Moroccan-born erotic dancer Karima el-Mahroug, who is best known by her “Ruby” stage name, gave some colorful insights into Berlusconi's unusual tastes while arguing neither she nor the former premier and his handlers did anything illegal.
El-Mahroug admitted to particpating in the “bunga bunga” soirees Berlusconi hosted, and she recalls as many as 20 women stripping for Berlusconi at the same time. But she also said she never saw any physical contact between Berlusconi and the strippers, and she reiterated previous claims that although she sometimes slept in Berlusconi’s villa, she never had sex with the 76-year-old billionaire.
She said she was paid €2,000-€3,000 ($2,560-$3,840) each time she visited Berlusconi.
The trial seeks to determine whether Emilio Fede, a one-time anchor on news programs for the Mediaset channels Berlusconi controls; former talent agent Lele Mora; and Nicole Minetti, a one-time pinup girl and a lawmaker for Berlusconi’s political party, are guilty of procuring prostitutes for Berlusconi. All three deny breaking the law.
El-Mahrough said she came to Berlusconi’s attention through Fede, who found her at a beauty contest in Sicily when she was 16, and said she sometimes worked for Mora during public events. She said Minetti was a regular at Berlusconi’s parties and that Minetti once stripped for Berlusconi while dressed as a nun. But el-Mahroug also stressed that she saw nothing that indicated any of the three paid prostitutes of Berlusconi's behalf.
El-Mahrough staged a public protest last month when she was not allowed to testify in Berlusconi’s trial in which prosecutors allege the tycoon paid el-Mahroug, then aged 17, for sex and then lied to law enforcement officials to try to get her off on minor theft charges. She said she wanted to clear her name.
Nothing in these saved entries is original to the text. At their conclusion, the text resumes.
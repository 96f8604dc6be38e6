//! The dashboard view's controller: filter, displayed list and task details.
//!
//! Loads are issued as [`LoadTicket`]s carrying the generation they were
//! issued in. A ticket's result is applied only while that generation is
//! still current, so a slow response for an old filter (or for a view the
//! user has left) never overwrites what is on screen.

use std::sync::Arc;

use tracing::debug;

use crate::cache::Read;
use crate::error::AppError;
use crate::filter::FilterState;
use crate::models::{Category, NewTask, Task, TaskPatch, TaskQuery, TaskStatus};
use crate::services::TaskService;

#[derive(Debug, Clone, Default)]
pub struct TaskListView {
    pub query: TaskQuery,
    /// Last data received for `query`; may be stale while `loading`.
    pub tasks: Option<Arc<Vec<Task>>>,
    pub loading: bool,
    pub error: Option<String>,
}

pub struct LoadTicket {
    generation: u64,
    tasks: TaskService,
    read: Read<Vec<Task>>,
}

impl LoadTicket {
    pub fn is_pending(&self) -> bool {
        self.read.is_pending()
    }

    pub async fn resolve(self) -> LoadOutcome {
        LoadOutcome {
            generation: self.generation,
            result: self.tasks.resolve(self.read).await,
        }
    }
}

pub struct LoadOutcome {
    generation: u64,
    result: Result<Arc<Vec<Task>>, AppError>,
}

#[derive(Debug, Clone)]
pub enum DetailOutcome {
    Loaded(Arc<Task>),
    NotFound,
    Failed(String),
}

pub struct Dashboard {
    tasks: TaskService,
    filter: FilterState,
    generation: u64,
    view: TaskListView,
}

impl Dashboard {
    pub fn new(tasks: TaskService) -> Self {
        let filter = FilterState::default();
        Self {
            tasks,
            view: TaskListView {
                query: filter.query(),
                ..Default::default()
            },
            filter,
            generation: 0,
        }
    }

    pub fn view(&self) -> &TaskListView {
        &self.view
    }

    pub fn filter(&self) -> &FilterState {
        &self.filter
    }

    /// Changes the filter without loading; call [`load`](Self::load) after.
    pub fn filter_mut(&mut self) -> &mut FilterState {
        &mut self.filter
    }

    pub fn set_status(&mut self, status: Option<TaskStatus>) -> LoadTicket {
        self.filter.set_status(status);
        self.load()
    }

    pub fn set_category(&mut self, category: Option<Category>) -> LoadTicket {
        self.filter.set_category(category);
        self.load()
    }

    /// Starts loading the list for the current filter. Cached data is
    /// applied immediately; otherwise the view shows `loading` (with any
    /// stale data) until the ticket's outcome is applied.
    pub fn load(&mut self) -> LoadTicket {
        self.issue(false)
    }

    /// Like [`load`](Self::load) but always asks the service.
    pub fn reload(&mut self) -> LoadTicket {
        self.issue(true)
    }

    /// Applies a load outcome. Returns `false` if the outcome was superseded
    /// and discarded.
    pub fn apply(&mut self, outcome: LoadOutcome) -> bool {
        if outcome.generation != self.generation {
            debug!(
                generation = outcome.generation,
                current = self.generation,
                "discarding superseded list load"
            );
            return false;
        }
        self.view.loading = false;
        match outcome.result {
            Ok(tasks) => {
                self.view.tasks = Some(tasks);
                self.view.error = None;
            }
            Err(e) => self.view.error = Some(e.user_message("Failed to load tasks")),
        }
        true
    }

    /// Loads the current filter and applies the result.
    pub async fn refresh(&mut self) -> bool {
        let ticket = self.load();
        let outcome = ticket.resolve().await;
        self.apply(outcome)
    }

    /// Leaving the view: results of loads still in flight are discarded.
    pub fn leave(&mut self) {
        self.generation += 1;
        self.view.loading = false;
    }

    pub async fn create(&mut self, task: NewTask) -> Option<Task> {
        let result = self.tasks.create_task(task).await;
        self.after_mutation(result, "Failed to create task").await
    }

    pub async fn update(&mut self, id: &str, patch: TaskPatch) -> Option<Task> {
        let result = self.tasks.update_task(id, patch).await;
        self.after_mutation(result, "Failed to update task").await
    }

    pub async fn set_task_status(&mut self, id: &str, status: TaskStatus) -> Option<Task> {
        self.update(id, TaskPatch::status(status)).await
    }

    pub async fn delete(&mut self, id: &str) -> bool {
        let result = self.tasks.delete_task(id).await;
        self.after_mutation(result, "Failed to delete task").await.is_some()
    }

    pub async fn details(&self, id: &str) -> DetailOutcome {
        match self.tasks.get_task(id).await {
            Ok(task) => DetailOutcome::Loaded(task),
            Err(AppError::NotFound) => DetailOutcome::NotFound,
            Err(e) => DetailOutcome::Failed(e.user_message("Failed to load task")),
        }
    }

    fn issue(&mut self, force: bool) -> LoadTicket {
        self.generation += 1;
        let query = self.filter.query();
        let read = if force {
            self.tasks.refresh(query)
        } else {
            self.tasks.list(query)
        };

        if self.view.query != query {
            self.view.tasks = None;
        }
        self.view.query = query;
        match &read {
            Read::Ready(tasks) => {
                self.view.tasks = Some(Arc::clone(tasks));
                self.view.loading = false;
                self.view.error = None;
            }
            Read::Pending(pending) => {
                if pending.previous.is_some() {
                    self.view.tasks = pending.previous.clone();
                }
                self.view.loading = true;
            }
        }

        LoadTicket {
            generation: self.generation,
            tasks: self.tasks.clone(),
            read,
        }
    }

    async fn after_mutation<T>(&mut self, result: Result<T, AppError>, fallback: &str) -> Option<T> {
        match result {
            Ok(value) => {
                self.view.error = None;
                self.refresh().await;
                Some(value)
            }
            Err(e) => {
                self.view.error = Some(e.user_message(fallback));
                None
            }
        }
    }
}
Prosecutors have since asked for a six-year prison term and a lifetime ban from politics for Berlusconi. A verdict is expected next month.
Berlusconi is not a defendant in the trial of Fede, Mora, and Minetti, but he has had his share of legal woes in recent months. In addition to the allegations of paying a minor for sex and abuse of power, he was sentenced to four years behind bars last year in a tax fraud case connected to his media empire, and to a further year in jail in a wire tap case. Both verdicts are under appeal.
Berlusconi is Europe’s richest media mogul, controlling three national television networks in Italy and one in Spain, the Medusa cinema production and distribution company, and several print media. He is also one of the key backers in the newly-installed Italian government led by Enrico Letta, a former opposition lawmaker who is a nephew of top Berlusconi lieutenant Gianna Letta.